■ Your task ■
Pull every line with "servicebus" from the material.
========
use fe2o3_amqp::session::SessionHandle;
use fe2o3_amqp_cbs::{client::CbsClient, token::CbsToken};
use fe2o3_amqp_types::primitives::Timestamp;

use crate::{authorization::SharedAccessSignature, constants::SAS_TOKEN_TYPE};

use super::error::AmqpProducerError;

/// Presents `signature` to the claims-based-security node for `resource`.
///
/// A CBS link is attached for the duration of the call and closed afterwards.
pub(crate) async fn authorize(
    session: &mut SessionHandle<()>,
    resource: &str,
    signature: &SharedAccessSignature,
) -> Result<(), AmqpProducerError> {
    log::debug!("Authorizing {} through the CBS node", resource);

    let mut cbs_client = CbsClient::attach(session)
        .await
        .map_err(|err| AmqpProducerError::Authorization(err.to_string()))?;

    let expires_at_utc =
        Timestamp::from_milliseconds(signature.expiration().unix_timestamp() * 1000);
    let token = CbsToken::new(signature.value(), SAS_TOKEN_TYPE, Some(expires_at_utc));
    let put_result = cbs_client
        .put_token(resource, token)
        .await
        .map_err(|err| AmqpProducerError::Authorization(err.to_string()));

    if let Err(err) = cbs_client.close().await {
        log::error!("Found error closing CBS client: {:?}", err);
    }

    put_result
}
use time::OffsetDateTime;

use super::shared_access_signature::{SasError, SharedAccessSignature};

/// Credential presented to the Event Hubs service: either a shared access key that signs
/// a fresh signature for each resource, or a pre-computed signature.
#[derive(Clone)]
pub enum SharedAccessCredential {
    /// A named shared access key, eg. `RootManageSharedAccessKey`
    Key {
        /// Name of the shared access policy
        key_name: String,
        /// Value of the shared access key
        key: String,
    },

    /// A signature generated elsewhere
    Signature(SharedAccessSignature),
}

impl std::fmt::Debug for SharedAccessCredential {
    fn fmt(&self, f: &mut std::fmt::Formatter<'_>) -> std::fmt::Result {
        match self {
            Self::Key { key_name, .. } => f
                .debug_struct("Key")
                .field("key_name", key_name)
                .finish_non_exhaustive(),
            Self::Signature(signature) => f.debug_tuple("Signature").field(signature).finish(),
        }
    }
}

impl From<SharedAccessSignature> for SharedAccessCredential {
    fn from(signature: SharedAccessSignature) -> Self {
        Self::Signature(signature)
    }
}

impl SharedAccessCredential {
    /// Creates a key-based credential
    pub fn from_key(key_name: impl Into<String>, key: impl Into<String>) -> Self {
        Self::Key {
            key_name: key_name.into(),
            key: key.into(),
        }
    }

    /// Returns a signature that authorizes `resource`.
    pub fn signature_for(&self, resource: &str) -> Result<SharedAccessSignature, SasError> {
        match self {
            Self::Key { key_name, key } => {
                SharedAccessSignature::try_from_parts(resource, key_name, key, None)
            }
            Self::Signature(signature) => {
                if signature.expiration() <= OffsetDateTime::now_utc() {
                    log::warn!(
                        "Shared access signature for {} expired at {}",
                        signature.resource(),
                        signature.expiration()
                    );
                }
                Ok(signature.clone())
            }
        }
    }
}

#[cfg(test)]
mod tests {
    use super::*;

    #[test]
    fn key_credential_signs_requested_resource() {
        let credential = SharedAccessCredential::from_key("name", "key");
        let signature = credential
            .signature_for("amqps://ns.servicebus.windows.net/hub")
            .unwrap();
        assert_eq!(signature.resource(), "amqps://ns.servicebus.windows.net/hub");
        assert!(signature.can_renew());
    }

    #[test]
    fn signature_credential_returns_its_signature() {
        let signature =
            SharedAccessSignature::try_from_parts("amqps://ns/hub", "name", "key", None).unwrap();
        let credential = SharedAccessCredential::from(signature.clone());
        assert_eq!(credential.signature_for("ignored").unwrap(), signature);
    }

    #[test]
    fn debug_output_does_not_contain_key() {
        let credential = SharedAccessCredential::from_key("name", "super-secret");
        assert!(!format!("{:?}", credential).contains("super-secret"));
    }
}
========
■ Answer ■
            .signature_for("amqps://ns.servicebus.windows.net/hub")
        assert_eq!(signature.resource(), "amqps://ns.servicebus.windows.net/hub");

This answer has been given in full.